Do you believe I am wrong about our ability to improve and we will never learn what you describe? Or do you believe it is not possible for someone like Chatterton to use judgement in that way? Please remember that a certification card (particularly the Adv Wreck one) is a token, it's not the goal of diving or learning. We all know people who hold many cards but we wouldn't want to dive with, and people who earn cert cards and then never learn a thing again. One of the great things I learned from my time with Chatterton was it's possible to spend fifty years diving, learning every day. I believe we should be talking about if an instructor is good at making better lifelong divers, not if any particular training dive someone did was perfect.


Amen!

PS - Enter openings like the dog house head first as there might be a big green moray eel ready to bite one of your fins!
 
Agreed! There's a bit too much chest thumping going on in here. Go do the dives that Chatterton has done. Then come back and show us your video.
 
“I,_Chuck Prottengeier_, believe that going fully on your knees to pick up and drop a stage bottle is acceptable scuba behavior and can be actively taught in advanced scuba classes when it absolutely doesn't matter so that one can focus and learn more about the tasks at hand and learn from the many challenges that do matter.

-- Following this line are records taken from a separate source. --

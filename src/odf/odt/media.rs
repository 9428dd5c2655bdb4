//! Embedded media: what the assembler copies into the package verbatim.
//!
//! A [`MediaCollector`] enumerates the resources a document references for
//! one [`MediaScope`]. Each [`MediaEntry`] names its target path under a
//! media root (`Pictures/` for images) and where its bytes come from.

use crate::common::{Error, Result};
use crate::odf::core::validate_entry_path;
use bytes::Bytes;
use serde::{Deserialize, Serialize};
use std::fs::File;
use std::io::{BufReader, Read};
use std::path::PathBuf;

/// Part of the document a media entry is attached to.
#[derive(Debug, Clone, Copy, PartialEq, Eq, Hash, Serialize, Deserialize)]
#[serde(rename_all = "lowercase")]
pub enum MediaScope {
    /// Body/section content
    Section,
    /// Page headers
    Header,
    /// Page footers
    Footer,
    /// Footnotes and endnotes
    Footnote,
}

/// Kind of embedded resource, which decides its media root.
#[derive(Debug, Clone, Copy, PartialEq, Eq, Hash)]
#[non_exhaustive]
pub enum MediaKind {
    /// Raster or vector images
    Image,
}

impl MediaKind {
    /// Archive directory (with trailing slash) this kind is stored under.
    pub const fn root(self) -> &'static str {
        match self {
            MediaKind::Image => "Pictures/",
        }
    }

    /// Kind whose root prefixes `archive_path`, if any.
    pub fn of_path(archive_path: &str) -> Option<Self> {
        [MediaKind::Image]
            .into_iter()
            .find(|kind| archive_path.starts_with(kind.root()))
    }
}

/// Where the bytes of a media entry come from.
#[derive(Debug, Clone, PartialEq, Eq)]
pub enum MediaSource {
    /// Bytes already held in memory
    Bytes(Bytes),
    /// A file on disk, read when the entry is written
    File(PathBuf),
}

impl MediaSource {
    /// Open the source for reading.
    pub fn open(&self) -> std::io::Result<Box<dyn Read + '_>> {
        match self {
            MediaSource::Bytes(bytes) => Ok(Box::new(&bytes[..])),
            MediaSource::File(path) => Ok(Box::new(BufReader::new(File::open(path)?))),
        }
    }
}

impl From<Vec<u8>> for MediaSource {
    fn from(bytes: Vec<u8>) -> Self {
        MediaSource::Bytes(Bytes::from(bytes))
    }
}

impl From<Bytes> for MediaSource {
    fn from(bytes: Bytes) -> Self {
        MediaSource::Bytes(bytes)
    }
}

impl From<PathBuf> for MediaSource {
    fn from(path: PathBuf) -> Self {
        MediaSource::File(path)
    }
}

/// One embedded resource to be copied into the package.
#[derive(Debug, Clone, PartialEq, Eq)]
pub struct MediaEntry {
    archive_path: String,
    source: MediaSource,
}

impl MediaEntry {
    /// Create an entry at an explicit archive path.
    pub fn new(archive_path: impl Into<String>, source: impl Into<MediaSource>) -> Self {
        Self {
            archive_path: archive_path.into(),
            source: source.into(),
        }
    }

    /// Create an entry of `kind` named `file_name` under that kind's root.
    pub fn with_kind(kind: MediaKind, file_name: &str, source: impl Into<MediaSource>) -> Self {
        Self::new(format!("{}{file_name}", kind.root()), source)
    }

    /// Create an image entry stored as `Pictures/<file_name>`.
    ///
    /// # Examples
    ///
    /// ```
    /// use longan::odf::odt::MediaEntry;
    ///
    /// let entry = MediaEntry::image("logo.png", vec![0x89, b'P', b'N', b'G']);
    /// assert_eq!(entry.archive_path(), "Pictures/logo.png");
    /// ```
    pub fn image(file_name: &str, source: impl Into<MediaSource>) -> Self {
        Self::with_kind(MediaKind::Image, file_name, source)
    }

    /// Target path inside the archive
    pub fn archive_path(&self) -> &str {
        &self.archive_path
    }

    /// Byte source of the entry
    pub fn source(&self) -> &MediaSource {
        &self.source
    }

    /// Check the target path is a valid entry path under a media root.
    pub fn validate(&self) -> Result<()> {
        validate_entry_path(&self.archive_path)?;
        match MediaKind::of_path(&self.archive_path) {
            Some(kind) if self.archive_path.len() > kind.root().len() => Ok(()),
            _ => Err(Error::InvalidEntryPath {
                path: self.archive_path.clone(),
                reason: "media must be stored under a media root",
            }),
        }
    }
}

/// Enumerates the media a document references.
///
/// The returned iterator is lazy, finite and consumed exactly once per save.
pub trait MediaCollector<D: ?Sized>: Send + Sync {
    /// Media attached to `scope` of `document`.
    fn collect_media<'a>(
        &'a self,
        document: &'a D,
        scope: MediaScope,
    ) -> Box<dyn Iterator<Item = MediaEntry> + 'a>;
}

/// Collector for documents without embedded media.
#[derive(Debug, Clone, Copy, Default)]
pub struct NoMedia;

impl<D: ?Sized> MediaCollector<D> for NoMedia {
    fn collect_media<'a>(
        &'a self,
        _document: &'a D,
        _scope: MediaScope,
    ) -> Box<dyn Iterator<Item = MediaEntry> + 'a> {
        Box::new(std::iter::empty())
    }
}

impl<D: ?Sized, F> MediaCollector<D> for F
where
    F: Fn(&D, MediaScope) -> Vec<MediaEntry> + Send + Sync,
{
    fn collect_media<'a>(
        &'a self,
        document: &'a D,
        scope: MediaScope,
    ) -> Box<dyn Iterator<Item = MediaEntry> + 'a> {
        Box::new(self(document, scope).into_iter())
    }
}

#[cfg(test)]
mod tests {
    use super::*;
    use crate::common::ErrorKind;
    use std::io::Write;

    #[test]
    fn test_image_entry_path() {
        let entry = MediaEntry::image("chart 1.svg", b"<svg/>".to_vec());
        assert_eq!(entry.archive_path(), "Pictures/chart 1.svg");
        entry.validate().unwrap();
    }

    #[test]
    fn test_validate_requires_media_root() {
        for path in ["content.xml", "Pictures/", "Thumbnails/thumbnail.png", "/Pictures/a.png"] {
            let entry = MediaEntry::new(path, Vec::<u8>::new());
            let err = entry.validate().unwrap_err();
            assert_eq!(err.kind(), ErrorKind::InvalidEntryPath, "{path}");
        }
        MediaEntry::with_kind(MediaKind::Image, "nested/a.png", Vec::<u8>::new())
            .validate()
            .unwrap();
    }

    #[test]
    fn test_open_file_source() {
        let mut file = tempfile::NamedTempFile::new().unwrap();
        file.write_all(b"GIF89a").unwrap();

        let source = MediaSource::from(file.path().to_path_buf());
        let mut out = Vec::new();
        source.open().unwrap().read_to_end(&mut out).unwrap();
        assert_eq!(out, b"GIF89a");
    }

    #[test]
    fn test_open_missing_file_fails() {
        let source = MediaSource::File(PathBuf::from("/nonexistent/longan/missing.png"));
        assert!(source.open().is_err());
    }

    #[test]
    fn test_closure_collector() {
        let collector = |doc: &Vec<&str>, scope: MediaScope| -> Vec<MediaEntry> {
            if scope != MediaScope::Section {
                return Vec::new();
            }
            doc.iter()
                .map(|name| MediaEntry::image(name, Vec::<u8>::new()))
                .collect()
        };
        let doc = vec!["a.png", "b.png"];

        let paths: Vec<String> = collector
            .collect_media(&doc, MediaScope::Section)
            .map(|entry| entry.archive_path().to_string())
            .collect();
        assert_eq!(paths, ["Pictures/a.png", "Pictures/b.png"]);
        assert_eq!(collector.collect_media(&doc, MediaScope::Header).count(), 0);
        assert_eq!(
            MediaCollector::<Vec<&str>>::collect_media(&NoMedia, &doc, MediaScope::Section).count(),
            0
        );
    }
}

If you feel that you need to "fit in", be told what gas to breathe, be told how to rig your gear and basically in an essence, some non thinking clone - I'd maybe look for one of them 3 letter cave agency guys to teach you - they know it all and have thought of it all so you won't have to. You're probably not up to the challenge anyways.

Go lay on your picnic tables and practice your frog kicks......................
 
Agreed! There's a bit too much chest thumping going on in here. Go do the dives that Chatterton has done. Then come back and show us your video.

That’s not a good argument. Being accomplished has absolutely no bearing on one’s ability to be a good teacher.
 
Many people think he's a good teacher. He doesn't teach what you teach nor apparently, your style, but that doesn't mean he isn't a good teacher, teaching his style.
 
Go lay on your picnic tables and practice your frog kicks......................

Which 3 letter agency are you referring to? TDI is 3 letters, too, and @abnfrog had me practicing my kicks on a table (happened to be a clean motorcycle lift :D) in his garage during ITT. Helped a lot.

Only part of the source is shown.